Temel Gelir Güvencesi Yaşatır Platformu: Salgın derin yoksulluk getirdi | Söyleşi

Temel Gelir Güvencesi Yaşatır Platformu: Salgın derin yoksulluk getirdi | Söyleşi

14/04/2021 Kapalı Yazar: Fırtına Dergi

Temel Gelir Güvencesi Yaşatır Platformu, gelir adaletsizliği ve işsizliğe karşı temel gelir güvencesinin acilen hayata geçirilmesi için Mart ayı başında yaptığı açıklamayla kuruluşunu duyurdu. ‘Temel Gelir Güvencesi’ talebini yaygınlaştırmak için bütün emek ve demokrasi güçlerine ortaklaşma çağrısı yapan platformda şu an yaklaşık 100 kurum imzacı olarak bulunuyor. Platform kısa bir süre önce pandemide gerekli önlemlerin alınmaması sebebiyle ağırlaşan durum karşısında temel gelir destekli tam kapanma talebiyle bir kampanya başlattı. Başlatılan bu kampanyada ‘Temel Gelir Güvencesi’ olan 21 günlük tam kapanma ve Kod 29 uygulamasının devre dışı bırakılması savunuluyor. Temel Gelir Güvencesi Yaşatır Patformu üyesi Prof. Dr. Mustafa Durmuş ve Araştırmacı Sedat İnal ile Türkiye’de bir senedir devam eden salgın sürecini, Platformun taleplerini ve gelecek planlamalarını konuştuk.

Hazırlayan: Ahmet Kavruk


  • Türkiye’de resmi olarak açıklanan ilk Koronavirüs vakasının 1. yılına denk gelen zaman diliminde kuruluşunuzu ilan ettiniz. Bu sözünü ettiğimiz süreç içerisinde salgının neleri açığa çıkardığını düşünüyorsunuz? Hangi kesimler olumsuz etkilendi ve öte yandan devletin bu kesimlere yönelik olan sorumluluklarına dair neler söylemek istersiniz?
Mustafa Durmuş

Prof. Dr. Mustafa Durmuş: Öncelikle Covid-19 salgınının sermayenin doğa üzerinde kurduğu kâr çıkarımı amaçlı tahakkümün bir sonucu olduğunun altını çizelim. Öyle ki ormansızlaştırma ve vahşi doğaya kâr amaçlı yapılan müdahaleler yüzlerce yıldır bazı vahşi hayvanlarda var olan virüslerin hayvanlardan insana geçmesiyle sonuçlandı. Buna birde Çin’de olduğu gibi yaygın vahşi hayvan ticaretini dahil ettiğimizde koronavirüsün insanlara nasıl ve nereden bulaştığını daha net anlaşılabiliriz.

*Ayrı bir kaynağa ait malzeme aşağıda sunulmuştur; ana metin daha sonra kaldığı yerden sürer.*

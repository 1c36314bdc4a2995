use tempfile::TempDir;

use crate::config::StoreConfig;
use crate::store::Store;

pub(crate) async fn store() -> (TempDir, Store) {
    let dir = tempfile::tempdir().expect("create temp dir");
    let url = format!("sqlite://{}", dir.path().join("scip.db").display());
    let store = Store::connect(&StoreConfig::new(url))
        .await
        .expect("open store");
    (dir, store)
}

pub(crate) async fn count(store: &Store, table: &str, upload_id: i64) -> i64 {
    sqlx::query_scalar(&format!("SELECT COUNT(*) FROM {table} WHERE upload_id = ?"))
        .bind(upload_id)
        .fetch_one(store.pool())
        .await
        .expect("count rows")
}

Bu virüs kapitalizmdeki bazı fay hatlarını ortaya çıkarttı. Bunların başında ticarileştirilmiş, özelleştirilmiş ve metalaştırılmış bu nedenle de çökertilmiş sağlık alt yapısı geliyor. Öyle ki dünyanın en büyük ekonomisine sahip, dünyanın en zenginlerinin yaşadığı, kişi başı sağlık harcamalarının 10.000 doları bulduğu ABD başta olmak üzere gelişkin kapitalist ülkeler dahi bu salgın karşısında çaresiz kaldılar. Yoğun bakım ünitelerinin, solunum cihazlarının yetersizliği ortaya çıktı. Bunlar yeterince üretilmiyordu çünkü bunların gelecek için depolanması çok maliyetli olduğundan özel sektör buna yanaşmıyordu.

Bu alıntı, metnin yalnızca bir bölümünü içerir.